• **Exercise aim**:
Please find every line in the records below that contains the word "SellerLoginRequest", and copy it.

• **Provided information**:

use super::common::{JsonBody, MessageResponse};
use crate::{
    auth::{SellerUser, SELLER_COOKIE},
    errors::ServiceError,
    AppState,
};
use axum::{
    extract::State,
    http::header,
    response::{IntoResponse, Response},
    Json,
};
use serde::{Deserialize, Serialize};
use tracing::{info, warn};
use utoipa::ToSchema;

#[derive(Debug, Deserialize, ToSchema)]
pub struct SellerLoginRequest {
    pub email: String,
    pub password: String,
}

#[derive(Debug, Serialize, Deserialize, ToSchema)]
pub struct SellerSessionResponse {
    pub success: bool,
    pub message: String,
    pub token: String,
}

/// Operator login against the configured seller account
#[utoipa::path(
    post,
    path = "/api/seller/login",
    request_body = SellerLoginRequest,
    responses(
        (status = 200, description = "Logged in", body = SellerSessionResponse),
        (status = 401, description = "Invalid credentials", body = crate::errors::ErrorResponse)
    ),
    tag = "Seller"
)]
pub async fn seller_login(
    State(state): State<AppState>,
    JsonBody(request): JsonBody<SellerLoginRequest>,
) -> Result<Response, ServiceError> {
    if !state
        .auth
        .verify_seller_credentials(&request.email, &request.password)
    {
        warn!("Seller login rejected");
        return Err(ServiceError::Unauthorized("Invalid Credentials".into()));
    }

    let token = state
        .auth
        .issue_seller_token()
        .map_err(|e| ServiceError::InternalError(e.to_string()))?;
    let cookie = state
        .auth
        .session_cookie(SELLER_COOKIE, &token)
        .map_err(|e| ServiceError::InternalError(e.to_string()))?;

    info!("Seller logged in");
    Ok((
        [(header::SET_COOKIE, cookie)],
        Json(SellerSessionResponse {
            success: true,
            message: "Logged In".into(),
            token,
        }),
    )
        .into_response())
}

/// Whether the operator session is valid
#[utoipa::path(
    get,
    path = "/api/seller/auth",
    responses(
        (status = 200, description = "Authenticated", body = MessageResponse),
        (status = 401, description = "Unauthorized", body = crate::errors::ErrorResponse)
    ),
    tag = "Seller"
)]
pub async fn seller_auth(seller: SellerUser) -> Json<MessageResponse> {
    MessageResponse::ok(format!("Authenticated as {}", seller.email))
}

/// End the operator session
#[utoipa::path(
    get,
    path = "/api/seller/logout",
    responses((status = 200, description = "Logged out", body = MessageResponse)),
    tag = "Seller"
)]
pub async fn seller_logout(State(state): State<AppState>) -> Result<Response, ServiceError> {
    let cookie = state
        .auth
        .clear_cookie(SELLER_COOKIE)
        .map_err(|e| ServiceError::InternalError(e.to_string()))?;
    Ok(([(header::SET_COOKIE, cookie)], MessageResponse::ok("Logged Out")).into_response())
}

• **Exercise answer**:
pub struct SellerLoginRequest {
    request_body = SellerLoginRequest,
    JsonBody(request): JsonBody<SellerLoginRequest>,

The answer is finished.